Wonderful Wednesday May 2025 (62)

Longitudinal data Wonderful Wednesdays

As the current therapy of the Macrophage Activation Syndrome has significant side effects, dose reduction is key. Here are visualisations to effectively demonstrate the dose reduction over time, both on the individual level and in summary.

PSI VIS SIG https://www.psiweb.org/sigs-special-interest-groups/visualisation
05-14-2025

Macrophage Activation Syndrome

Macrophage activation syndrome (MAS) is a severe, potentially life-threatening condition involving a massive inflammatory response that overwhelms the whole body. It mainly affects children and symptoms include: fever, tiredness, low energy, headaches, confusion, seizures, enlarged lymph nodes, liver and spleen problems and bleeding disorders.

Current standard therapy includes high dose glucocorticoid (GC) treatment, although these have significant side effects including reduced growth rate, cataracts, mood changes and weight gain. Long term exposure to GC causes significant harm, especially in children.

Data set:

The data provided are based on two pooled open-label studies in children (n=39) with a diagnosis of MAS disease currently receiving GC treatment. Enrolled subjects started a new investigational drug on day 1, and one objective of the study was to reduce (taper) the GC dose to a safe level during the 8 week interventional period.
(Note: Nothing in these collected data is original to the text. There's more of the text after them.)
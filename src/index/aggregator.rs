// =============================================================================
// Index aggregator — periodic D1 breadth computation and bucket persistence
// =============================================================================
//
// Once per minute (and once at startup with `force` set) the aggregator
// computes the D1 cross-sectional statistic, advances the hourly bucket, and
// hands any freshly frozen bucket to the persistence adapter. Persistence
// happens outside the store lock.
// =============================================================================

use std::sync::Arc;

use tokio::time::{interval, Duration};
use tracing::{debug, info};

use crate::market::store::MarketStore;
use crate::persist::CandleStore;
use crate::types::now_ms;

/// Run the aggregator until cancelled.
pub async fn run_index_aggregator(
    store: Arc<MarketStore>,
    persist: Arc<CandleStore>,
    poll_secs: u64,
) {
    info!(poll_secs, "index aggregator starting");

    // Forced startup tick so a bucket exists before the first minute elapses.
    tick_once(&store, &persist, now_ms(), true).await;

    let mut ticker = interval(Duration::from_secs(poll_secs.max(1)));
    // The first interval tick fires immediately; the startup tick covered it.
    ticker.tick().await;
    loop {
        ticker.tick().await;
        tick_once(&store, &persist, now_ms(), false).await;
    }
}

/// One aggregator tick at time `now`.
pub async fn tick_once(store: &MarketStore, persist: &CandleStore, now: i64, force: bool) {
    let outcome = store.apply_index_tick(now, force);

    if let Some(frozen) = &outcome.frozen {
        info!(
            slot = frozen.start_time,
            close = frozen.close,
            count = frozen.count,
            "index bucket closed"
        );
        persist.put(frozen).await;
    }

    if outcome.updated || outcome.frozen.is_some() {
        store.mark_dirty();
        debug!(updated = outcome.updated, "index tick applied");
    }
}

#[cfg(test)]
mod tests {
    use super::*;
    use crate::index::state::SLOT_MS;
    use crate::market::candle::KlineCandle;
    use crate::types::Timeframe;

    fn store_with_d1_move(open: f64, close: f64) -> MarketStore {
        let store = MarketStore::new();
        store.seed_entry("XUSDT", "X", "USDT");
        let candle = KlineCandle {
            start: 0,
            open,
            high: open.max(close),
            low: open.min(close),
            close,
            volume: 1.0,
            turnover: close,
            confirm: false,
        };
        store.apply_kline("XUSDT", Timeframe::D1, &candle, false);
        store
    }

    #[tokio::test]
    async fn tick_marks_store_dirty_when_bucket_moves() {
        let store = store_with_d1_move(100.0, 105.0);
        let persist = CandleStore::memory();
        store.clear_dirty();

        tick_once(&store, &persist, 30_000, false).await;
        assert!(store.clear_dirty());

        // A +5% market move means the bearishness index closes at +5.
        let summary = store.build_snapshot().index_summary;
        assert!((summary.latest - 5.0).abs() < 1e-9);
    }

    #[tokio::test]
    async fn idle_tick_stays_quiet() {
        let store = MarketStore::new();
        let persist = CandleStore::memory();
        store.clear_dirty();

        tick_once(&store, &persist, 30_000, false).await;
        assert!(!store.clear_dirty());
        assert!(store.build_snapshot().index_history.is_empty());
    }

    #[tokio::test]
    async fn rollover_survives_dead_backend() {
        let store = store_with_d1_move(100.0, 102.0);
        let persist = CandleStore::memory();

        tick_once(&store, &persist, SLOT_MS - 1_000, true).await;
        tick_once(&store, &persist, SLOT_MS + 1_000, false).await;

        let snapshot = store.build_snapshot();
        // One closed bucket plus the new active one, all in memory.
        assert_eq!(snapshot.index_history.len(), 2);
        assert_eq!(snapshot.index_history[0].start_time, 0);
        assert_eq!(snapshot.index_history[1].start_time, SLOT_MS);
    }
}
// =============================================================================
// Debounced broadcaster — one task, totally ordered snapshot pushes
// =============================================================================
//
// The store's dirty signal coalesces any number of mutations into one
// wake-up. On each wake-up the broadcaster sleeps for the debounce window,
// clears the flag before doing any work (so mutations racing the build
// schedule a follow-up), rebuilds the overview and snapshot, and fans the
// serialised payload out to every client concurrently. Clients whose send
// fails are removed and closed.
// =============================================================================

use std::sync::Arc;

use futures_util::future::join_all;
use tokio::time::Duration;
use tracing::{debug, info, warn};

use crate::api::registry::ClientRegistry;
use crate::market::store::MarketStore;

/// Run the broadcaster until cancelled.
pub async fn run_broadcaster(
    store: Arc<MarketStore>,
    registry: Arc<ClientRegistry>,
    debounce: Duration,
) {
    info!(debounce_ms = debounce.as_millis() as u64, "broadcaster starting");

    loop {
        store.wait_dirty().await;
        tokio::time::sleep(debounce).await;
        store.clear_dirty();

        store.recompute_overview();
        let snapshot = store.build_snapshot();
        let json = match serde_json::to_string(&snapshot) {
            Ok(json) => json,
            Err(e) => {
                warn!(error = %e, "failed to serialize snapshot");
                continue;
            }
        };

        if registry.is_empty() {
            continue;
        }
        let handles = registry.handles();

        let sends = handles.iter().map(|handle| {
            let json = json.clone();
            async move { (handle.id, handle.send_text(json).await) }
        });
        let results = join_all(sends).await;

        let mut dropped = 0usize;
        for (id, result) in results {
            if let Err(e) = result {
                debug!(client_id = id, error = %e, "snapshot send failed, dropping client");
                if let Some(handle) = registry.remove(id) {
                    handle.close().await;
                    dropped += 1;
                }
            }
        }

        if dropped > 0 {
            info!(dropped, remaining = registry.len(), "pruned dead clients");
        }
        debug!(
            clients = registry.len(),
            entries = snapshot.entries.len(),
            "snapshot broadcast"
        );
    }
}
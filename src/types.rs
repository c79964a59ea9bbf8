// =============================================================================
// Shared types used across the pulsefeed service
// =============================================================================

use serde::{Deserialize, Serialize};

/// Candle period tracked for every contract, in canonical order.
///
/// The derived `Ord` follows declaration order, so `BTreeMap<Timeframe, _>`
/// iterates M1 → D1 and serialised maps keep that order.
#[derive(Debug, Clone, Copy, PartialEq, Eq, Hash, PartialOrd, Ord, Serialize, Deserialize)]
pub enum Timeframe {
    #[serde(rename = "1m")]
    M1,
    #[serde(rename = "5m")]
    M5,
    #[serde(rename = "15m")]
    M15,
    #[serde(rename = "1h")]
    H1,
    #[serde(rename = "4h")]
    H4,
    #[serde(rename = "1d")]
    D1,
}

impl Timeframe {
    /// All timeframes in canonical order.
    pub const ALL: [Timeframe; 6] = [
        Timeframe::M1,
        Timeframe::M5,
        Timeframe::M15,
        Timeframe::H1,
        Timeframe::H4,
        Timeframe::D1,
    ];

    /// Label used in outbound JSON and logs.
    pub fn label(&self) -> &'static str {
        match self {
            Self::M1 => "1m",
            Self::M5 => "5m",
            Self::M15 => "15m",
            Self::H1 => "1h",
            Self::H4 => "4h",
            Self::D1 => "1d",
        }
    }

    /// Interval code used by the Bybit v5 API (REST query and kline topics).
    pub fn interval_code(&self) -> &'static str {
        match self {
            Self::M1 => "1",
            Self::M5 => "5",
            Self::M15 => "15",
            Self::H1 => "60",
            Self::H4 => "240",
            Self::D1 => "D",
        }
    }

    /// Reverse mapping from a Bybit interval code. Unknown codes yield `None`
    /// and the caller drops the message.
    pub fn from_interval_code(code: &str) -> Option<Timeframe> {
        match code {
            "1" => Some(Self::M1),
            "5" => Some(Self::M5),
            "15" => Some(Self::M15),
            "60" => Some(Self::H1),
            "240" => Some(Self::H4),
            "D" => Some(Self::D1),
            _ => None,
        }
    }
}

impl std::fmt::Display for Timeframe {
    fn fmt(&self, f: &mut std::fmt::Formatter<'_>) -> std::fmt::Result {
        write!(f, "{}", self.label())
    }
}

/// Current UNIX timestamp in milliseconds.
pub fn now_ms() -> i64 {
    chrono::Utc::now().timestamp_millis()
}

#[cfg(test)]
mod tests {
    use super::*;

    #[test]
    fn interval_codes_round_trip() {
        for tf in Timeframe::ALL {
            assert_eq!(Timeframe::from_interval_code(tf.interval_code()), Some(tf));
        }
        assert_eq!(Timeframe::from_interval_code("W"), None);
        assert_eq!(Timeframe::from_interval_code(""), None);
    }

    #[test]
    fn canonical_order_is_declaration_order() {
        let mut sorted = Timeframe::ALL;
        sorted.sort();
        assert_eq!(sorted, Timeframe::ALL);
    }

    #[test]
    fn json_labels() {
        let json = serde_json::to_string(&Timeframe::H4).unwrap();
        assert_eq!(json, "\"4h\"");
        let back: Timeframe = serde_json::from_str("\"1d\"").unwrap();
        assert_eq!(back, Timeframe::D1);
    }
}
// =============================================================================
// Tests
// =============================================================================

#[cfg(test)]
mod tests {
    use super::*;

    fn kline(start: i64, open: f64, close: f64) -> KlineCandle {
        KlineCandle {
            start,
            open,
            high: open.max(close),
            low: open.min(close),
            close,
            volume: 1.0,
            turnover: close,
            confirm: false,
        }
    }

    fn seeded_store() -> MarketStore {
        let store = MarketStore::new();
        store.seed_entry("XUSDT", "X", "USDT");
        store
    }

    fn metric(store: &MarketStore, symbol: &str, tf: Timeframe) -> TfMetric {
        let inner = store.inner.lock();
        inner.entries[symbol].metrics[&tf].clone()
    }

    #[test]
    fn every_entry_has_all_timeframe_slots() {
        let store = seeded_store();
        let inner = store.inner.lock();
        let entry = &inner.entries["XUSDT"];
        assert_eq!(entry.metrics.len(), Timeframe::ALL.len());
        for tf in Timeframe::ALL {
            assert_eq!(entry.metrics[&tf].timeframe, tf);
        }
    }

    #[test]
    fn seed_entry_first_registration_wins() {
        let store = seeded_store();
        store.apply_ticker("XUSDT", Some(10.0), Some(5));
        store.seed_entry("XUSDT", "OTHER", "USDT");
        let inner = store.inner.lock();
        assert_eq!(inner.entries["XUSDT"].base_coin, "X");
        assert_eq!(inner.entries["XUSDT"].last_price, Some(10.0));
    }

    #[test]
    fn single_kline_scenario() {
        let store = seeded_store();
        store.apply_kline("XUSDT", Timeframe::M5, &kline(0, 100.0, 110.0), false);

        let m = metric(&store, "XUSDT", Timeframe::M5);
        assert_eq!(m.change_percent, Some(10.0));
        assert_eq!(m.prev_close, None);
        assert_eq!(m.close_to_close_percent, None);
        assert_eq!(m.open_price, m.baseline_price);

        store.recompute_overview();
        let snapshot = store.build_snapshot();
        let row = snapshot
            .overview
            .iter()
            .find(|r| r.timeframe == Timeframe::M5)
            .unwrap();
        assert_eq!(row.gainers, 1);
        assert_eq!(row.losers, 0);
    }

    #[test]
    fn prev_close_seeding_scenario() {
        let store = seeded_store();
        store.seed_prev_close("XUSDT", Timeframe::M5, 100.0);
        store.apply_kline("XUSDT", Timeframe::M5, &kline(300_000, 105.0, 107.0), false);

        let m = metric(&store, "XUSDT", Timeframe::M5);
        assert_eq!(m.open_time, 300_000);
        assert_eq!(m.prev_close, Some(100.0));
        let ctc = m.close_to_close_percent.unwrap();
        assert!((ctc - 7.0).abs() < 1e-9);
    }

    #[test]
    fn confirm_rolls_prev_close() {
        let store = seeded_store();
        store.apply_kline("XUSDT", Timeframe::M5, &kline(0, 100.0, 120.0), true);
        store.apply_kline("XUSDT", Timeframe::M5, &kline(300_000, 120.0, 126.0), false);

        let m = metric(&store, "XUSDT", Timeframe::M5);
        assert!((m.change_percent.unwrap() - 5.0).abs() < 1e-9);
        assert!((m.close_to_close_percent.unwrap() - 5.0).abs() < 1e-9);
        assert_eq!(m.prev_close, Some(120.0));
    }

    #[test]
    fn apply_is_idempotent() {
        // Re-applying the same live candle must not move the metric. A
        // confirmed candle is excluded here: its close rolls into the
        // prev-close table, which is the confirm/roll behaviour instead.
        let store = seeded_store();
        let candle = kline(0, 100.0, 103.0);
        store.apply_kline("XUSDT", Timeframe::H1, &candle, false);
        let first = metric(&store, "XUSDT", Timeframe::H1);
        store.apply_kline("XUSDT", Timeframe::H1, &candle, false);
        let second = metric(&store, "XUSDT", Timeframe::H1);

        assert_eq!(first.open_time, second.open_time);
        assert_eq!(first.open_price, second.open_price);
        assert_eq!(first.change_percent, second.change_percent);
        assert_eq!(first.close_to_close_percent, second.close_to_close_percent);
        assert_eq!(first.volume, second.volume);
    }

    #[test]
    fn later_kline_overwrites_earlier() {
        let store = seeded_store();
        store.apply_kline("XUSDT", Timeframe::M1, &kline(0, 100.0, 101.0), false);
        store.apply_kline("XUSDT", Timeframe::M1, &kline(60_000, 200.0, 190.0), false);

        let m = metric(&store, "XUSDT", Timeframe::M1);
        assert_eq!(m.open_time, 60_000);
        assert_eq!(m.open_price, Some(200.0));
        assert!((m.change_percent.unwrap() + 5.0).abs() < 1e-9);
    }

    #[test]
    fn zero_open_yields_no_change_percent() {
        let store = seeded_store();
        store.apply_kline("XUSDT", Timeframe::M1, &kline(0, 0.0, 5.0), false);
        let m = metric(&store, "XUSDT", Timeframe::M1);
        assert_eq!(m.change_percent, None);
    }

    #[test]
    fn close_to_close_requires_positive_prev_close() {
        let store = seeded_store();
        store.seed_prev_close("XUSDT", Timeframe::M1, 0.0);
        store.apply_kline("XUSDT", Timeframe::M1, &kline(0, 1.0, 2.0), false);
        let m = metric(&store, "XUSDT", Timeframe::M1);
        assert_eq!(m.prev_close, Some(0.0));
        assert_eq!(m.close_to_close_percent, None);
    }

    #[test]
    fn unknown_symbol_is_noop() {
        let store = seeded_store();
        store.clear_dirty();
        store.apply_ticker("NOPEUSDT", Some(1.0), None);
        store.apply_kline("NOPEUSDT", Timeframe::M1, &kline(0, 1.0, 2.0), true);
        assert_eq!(store.entry_count(), 1);
        assert!(!store.clear_dirty());
    }

    #[test]
    fn ticker_updates_price_and_timestamp() {
        let store = seeded_store();
        store.apply_ticker("XUSDT", Some(42.5), Some(1_700_000_000_000));
        {
            let inner = store.inner.lock();
            let entry = &inner.entries["XUSDT"];
            assert_eq!(entry.last_price, Some(42.5));
            assert_eq!(entry.last_price_updated_at, 1_700_000_000_000);
        }
        // Price absent: keep the old price, refresh the timestamp.
        store.apply_ticker("XUSDT", None, Some(1_700_000_000_500));
        let inner = store.inner.lock();
        let entry = &inner.entries["XUSDT"];
        assert_eq!(entry.last_price, Some(42.5));
        assert_eq!(entry.last_price_updated_at, 1_700_000_000_500);
    }

    #[test]
    fn overview_counts_match_change_signs() {
        let store = MarketStore::new();
        for (sym, open, close) in [
            ("AUSDT", 100.0, 110.0),
            ("BUSDT", 100.0, 95.0),
            ("CUSDT", 100.0, 100.0),
            ("DUSDT", 0.0, 5.0),
        ] {
            store.seed_entry(sym, &sym[..1], "USDT");
            store.apply_kline(sym, Timeframe::D1, &kline(0, open, close), false);
        }
        store.recompute_overview();
        let snapshot = store.build_snapshot();
        let row = snapshot
            .overview
            .iter()
            .find(|r| r.timeframe == Timeframe::D1)
            .unwrap();
        // CUSDT has zero change, DUSDT has undefined change: neither counts.
        assert_eq!(row.gainers, 1);
        assert_eq!(row.losers, 1);
        assert_eq!(snapshot.overview.len(), Timeframe::ALL.len());
    }

    #[test]
    fn mutations_mark_dirty_and_clear_resets() {
        let store = seeded_store();
        store.clear_dirty();
        store.apply_ticker("XUSDT", Some(1.0), None);
        assert!(store.clear_dirty());
        assert!(!store.clear_dirty());
    }

    #[tokio::test]
    async fn burst_of_marks_coalesces_into_one_wakeup() {
        let store = std::sync::Arc::new(seeded_store());
        let waiter = {
            let store = store.clone();
            tokio::spawn(async move { store.wait_dirty().await })
        };

        // A burst of updates within one debounce window.
        for i in 0..100i64 {
            store.apply_ticker("XUSDT", Some(100.0 + i as f64), Some(i));
        }
        waiter.await.expect("waiter task");

        // One clear drains the whole burst, and the snapshot carries the
        // last applied price.
        assert!(store.clear_dirty());
        assert!(!store.clear_dirty());
        let snapshot = store.build_snapshot();
        assert_eq!(snapshot.entries[0].last_price, Some(199.0));
    }

    #[test]
    fn index_tick_uses_d1_changes_only() {
        let store = MarketStore::new();
        for (sym, close) in [("AUSDT", 104.0), ("BUSDT", 98.0), ("CUSDT", 100.0)] {
            store.seed_entry(sym, &sym[..1], "USDT");
            store.apply_kline(sym, Timeframe::D1, &kline(0, 100.0, close), false);
            // H1 moves must not leak into the D1 statistic.
            store.apply_kline(sym, Timeframe::H1, &kline(0, 100.0, 150.0), false);
        }
        let outcome = store.apply_index_tick(30_000, true);
        assert!(outcome.updated);

        let snapshot = store.build_snapshot();
        let summary = snapshot.index_summary;
        // positive 4, negative 2, count 3 => net = -2/3, latest = 2/3.
        assert_eq!(summary.count, 3);
        assert!((summary.positive_sum - 4.0).abs() < 1e-9);
        assert!((summary.negative_sum - 2.0).abs() < 1e-9);
        assert!((summary.latest - 0.6667).abs() < 1e-9);
    }

    #[test]
    fn snapshot_json_shape() {
        let store = seeded_store();
        store.apply_ticker("XUSDT", Some(7.0), Some(1));
        store.recompute_overview();
        let json = serde_json::to_value(store.build_snapshot()).unwrap();

        assert!(json["entries"].is_array());
        assert_eq!(json["overview"].as_array().unwrap().len(), 6);
        assert_eq!(json["indexSummary"]["slotDuration"], 3_600_000);
        assert!(json["indexHistory"].is_array());
        assert!(json["updatedAt"].is_i64());

        let entry = &json["entries"][0];
        assert_eq!(entry["symbol"], "XUSDT");
        assert_eq!(entry["lastPrice"], 7.0);
        // Metric slots are keyed by timeframe label with null optionals.
        assert!(entry["metrics"]["1m"]["openPrice"].is_null());
        assert_eq!(entry["metrics"]["1d"]["timeframe"], "1d");
    }
}
pub mod candle;
pub mod store;

pub use candle::KlineCandle;
pub use store::{MarketStore, Snapshot};
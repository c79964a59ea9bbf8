// =============================================================================
// Bybit REST API client — public v5 market data
// =============================================================================
//
// Only public endpoints are consumed (instruments, tickers, kline), so no
// request signing is needed. Every call retries transient failures up to
// HTTP_RETRIES times with a linear backoff; the cold-start loader treats a
// terminal failure as fatal.
// =============================================================================

use anyhow::{Context, Result};
use tracing::{debug, instrument, warn};

use crate::market::candle::{parse_value_f64, parse_value_i64, KlineCandle};
use crate::types::Timeframe;

/// Total per-request timeout.
const HTTP_TIMEOUT_SECS: u64 = 20;
/// Attempts per logical request.
const HTTP_RETRIES: u32 = 3;
/// Linear backoff step between attempts.
const RETRY_BACKOFF_MS: u64 = 600;

/// One row from the instruments-info endpoint.
#[derive(Debug, Clone)]
pub struct InstrumentInfo {
    pub symbol: String,
    pub base_coin: String,
    pub quote_coin: String,
    pub status: String,
}

/// One row from the tickers endpoint.
#[derive(Debug, Clone)]
pub struct TickerInfo {
    pub symbol: String,
    pub last_price: Option<f64>,
    pub ts: Option<i64>,
}

/// Bybit public REST client.
#[derive(Clone)]
pub struct BybitClient {
    base_url: String,
    client: reqwest::Client,
}

impl BybitClient {
    pub fn new() -> Self {
        let client = reqwest::Client::builder()
            .timeout(std::time::Duration::from_secs(HTTP_TIMEOUT_SECS))
            .build()
            .expect("failed to build reqwest client");

        debug!("BybitClient initialised (base_url=https://api.bybit.com)");

        Self {
            base_url: "https://api.bybit.com".to_string(),
            client,
        }
    }

    // -------------------------------------------------------------------------
    // Request plumbing
    // -------------------------------------------------------------------------

    /// GET a v5 endpoint and return its `result` object, retrying transient
    /// failures with linear backoff.
    async fn get_result(&self, path_and_query: &str) -> Result<serde_json::Value> {
        let url = format!("{}{}", self.base_url, path_and_query);
        let mut last_err = None;

        for attempt in 1..=HTTP_RETRIES {
            match self.get_once(&url).await {
                Ok(result) => return Ok(result),
                Err(e) => {
                    warn!(attempt, error = %e, "Bybit request failed");
                    last_err = Some(e);
                    if attempt < HTTP_RETRIES {
                        let backoff = RETRY_BACKOFF_MS * attempt as u64;
                        tokio::time::sleep(std::time::Duration::from_millis(backoff)).await;
                    }
                }
            }
        }

        Err(last_err.expect("at least one attempt ran"))
            .with_context(|| format!("GET {path_and_query} failed after {HTTP_RETRIES} attempts"))
    }

    async fn get_once(&self, url: &str) -> Result<serde_json::Value> {
        let resp = self
            .client
            .get(url)
            .send()
            .await
            .context("request failed")?;

        let status = resp.status();
        let mut body: serde_json::Value =
            resp.json().await.context("failed to parse response body")?;

        if !status.is_success() {
            anyhow::bail!("Bybit returned {}: {}", status, body);
        }

        let ret_code = body["retCode"].as_i64().unwrap_or(-1);
        if ret_code != 0 {
            anyhow::bail!("Bybit retCode {}: {}", ret_code, body["retMsg"]);
        }

        Ok(body["result"].take())
    }

    // -------------------------------------------------------------------------
    // Public market data
    // -------------------------------------------------------------------------

    /// GET /v5/market/instruments-info for the linear category.
    #[instrument(skip(self), name = "bybit::instruments")]
    pub async fn instruments(&self) -> Result<Vec<InstrumentInfo>> {
        let result = self
            .get_result("/v5/market/instruments-info?category=linear&limit=1000")
            .await?;
        let instruments = parse_instruments(&result)?;
        debug!(count = instruments.len(), "instruments fetched");
        Ok(instruments)
    }

    /// GET /v5/market/tickers for the linear category.
    #[instrument(skip(self), name = "bybit::tickers")]
    pub async fn tickers(&self) -> Result<Vec<TickerInfo>> {
        let result = self.get_result("/v5/market/tickers?category=linear").await?;
        let tickers = parse_tickers(&result)?;
        debug!(count = tickers.len(), "tickers fetched");
        Ok(tickers)
    }

    /// GET /v5/market/kline: the `limit` most recent candles for one
    /// (symbol, timeframe), sorted ascending by start regardless of the
    /// order the API returned them in.
    #[instrument(skip(self), name = "bybit::kline")]
    pub async fn recent_klines(
        &self,
        symbol: &str,
        tf: Timeframe,
        limit: u32,
    ) -> Result<Vec<KlineCandle>> {
        let path = format!(
            "/v5/market/kline?category=linear&symbol={}&interval={}&limit={}",
            symbol,
            tf.interval_code(),
            limit
        );
        let result = self.get_result(&path).await?;

        let rows = result["list"]
            .as_array()
            .context("kline response missing 'list' array")?;

        let mut candles = Vec::with_capacity(rows.len());
        for row in rows {
            match KlineCandle::from_rest_row(row) {
                Ok(candle) => candles.push(candle),
                Err(e) => warn!(symbol, %tf, error = %e, "skipping malformed kline row"),
            }
        }
        candles.sort_by_key(|c| c.start);
        Ok(candles)
    }
}

impl Default for BybitClient {
    fn default() -> Self {
        Self::new()
    }
}

impl std::fmt::Debug for BybitClient {
    fn fmt(&self, f: &mut std::fmt::Formatter<'_>) -> std::fmt::Result {
        f.debug_struct("BybitClient")
            .field("base_url", &self.base_url)
            .finish()
    }
}

// -------------------------------------------------------------------------
// Response parsing
// -------------------------------------------------------------------------

fn parse_instruments(result: &serde_json::Value) -> Result<Vec<InstrumentInfo>> {
    let rows = result["list"]
        .as_array()
        .context("instruments response missing 'list' array")?;

    let mut instruments = Vec::with_capacity(rows.len());
    for row in rows {
        let Some(symbol) = row["symbol"].as_str() else {
            warn!("skipping instrument row without a symbol");
            continue;
        };
        instruments.push(InstrumentInfo {
            symbol: symbol.to_string(),
            base_coin: row["baseCoin"].as_str().unwrap_or_default().to_string(),
            quote_coin: row["quoteCoin"].as_str().unwrap_or_default().to_string(),
            status: row["status"].as_str().unwrap_or_default().to_string(),
        });
    }
    Ok(instruments)
}

fn parse_tickers(result: &serde_json::Value) -> Result<Vec<TickerInfo>> {
    let rows = result["list"]
        .as_array()
        .context("tickers response missing 'list' array")?;

    let mut tickers = Vec::with_capacity(rows.len());
    for row in rows {
        let Some(symbol) = row["symbol"].as_str() else {
            continue;
        };
        // The payload carries `ts` or `timestamp` depending on endpoint
        // version; accept either, as string or number.
        let ts = parse_value_i64(&row["ts"], "ts")
            .or_else(|_| parse_value_i64(&row["timestamp"], "timestamp"))
            .ok();
        tickers.push(TickerInfo {
            symbol: symbol.to_string(),
            last_price: parse_value_f64(&row["lastPrice"], "lastPrice").ok(),
            ts,
        });
    }
    Ok(tickers)
}

// -------------------------------------------------------------------------
// Tests
// -------------------------------------------------------------------------

#[cfg(test)]
mod tests {
    use super::*;

    #[test]
    fn parse_instruments_skips_rows_without_symbol() {
        let result: serde_json::Value = serde_json::from_str(
            r#"{"list": [
                {"symbol": "BTCUSDT", "baseCoin": "BTC", "quoteCoin": "USDT", "status": "Trading"},
                {"baseCoin": "GHOST", "quoteCoin": "USDT", "status": "Trading"},
                {"symbol": "ETHUSD", "baseCoin": "ETH", "quoteCoin": "USD", "status": "Closed"}
            ]}"#,
        )
        .unwrap();

        let instruments = parse_instruments(&result).unwrap();
        assert_eq!(instruments.len(), 2);
        assert_eq!(instruments[0].symbol, "BTCUSDT");
        assert_eq!(instruments[0].quote_coin, "USDT");
        assert_eq!(instruments[1].status, "Closed");
    }

    #[test]
    fn parse_tickers_accepts_ts_or_timestamp() {
        let result: serde_json::Value = serde_json::from_str(
            r#"{"list": [
                {"symbol": "AUSDT", "lastPrice": "1.5", "ts": "1700000000001"},
                {"symbol": "BUSDT", "lastPrice": "2.5", "timestamp": 1700000000002},
                {"symbol": "CUSDT"}
            ]}"#,
        )
        .unwrap();

        let tickers = parse_tickers(&result).unwrap();
        assert_eq!(tickers.len(), 3);
        assert_eq!(tickers[0].ts, Some(1_700_000_000_001));
        assert_eq!(tickers[1].ts, Some(1_700_000_000_002));
        assert_eq!(tickers[1].last_price, Some(2.5));
        assert_eq!(tickers[2].last_price, None);
        assert_eq!(tickers[2].ts, None);
    }

    #[test]
    fn parse_instruments_rejects_missing_list() {
        let result = serde_json::json!({"category": "linear"});
        assert!(parse_instruments(&result).is_err());
    }
}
The data include daily GC doses levels for the 56 day interventional period, and also weekly average GC doses (week 1-8).

The Challenge:

A description of the challenge can also be found here.
A recording of the session can be found here.

Visualisations

The discussion of the various plots includes advantages of double coding, intelligent sorting, choosing time intervals, selecting suitable colour gradients and the level order. The latter one is important for streamgraphs, stacked bar charts and Sankey diagrams.

Example 1. Line graph

link to code

Example 2. Patient profile graph

The purpose of this plot is getting an initial “feel” for trends and variability in the raw data. With only 39 subjects a facet-plot showing dose vs. time for each individual was feasible. Facet were arranged from left to right and top to bottom in order of decreasing strength of correlation (values of the Somer’s rank correlation coefficient are shown in the next plot). Because the GC pulses represented extreme outliers, I used log scale to visualise trends, namely in the lower value range. Horizontal lines at 0.2, 0.5 and 1mg/kg/day define the three GC thresholds mentioned in the challenge. Additionally, doses >10mg/kg/day define GC pulses.

link to code

Example 3. Correlation dot plot

Somers’ D is a non-parametric measure of correlation related to Goodman-Kruskal’s Gamma and Kendall’s Tau-b. In contrast to the latter, the asymmetric Somers’ D coefficient is appropriate where of the variables being dependent on the other, as in this case.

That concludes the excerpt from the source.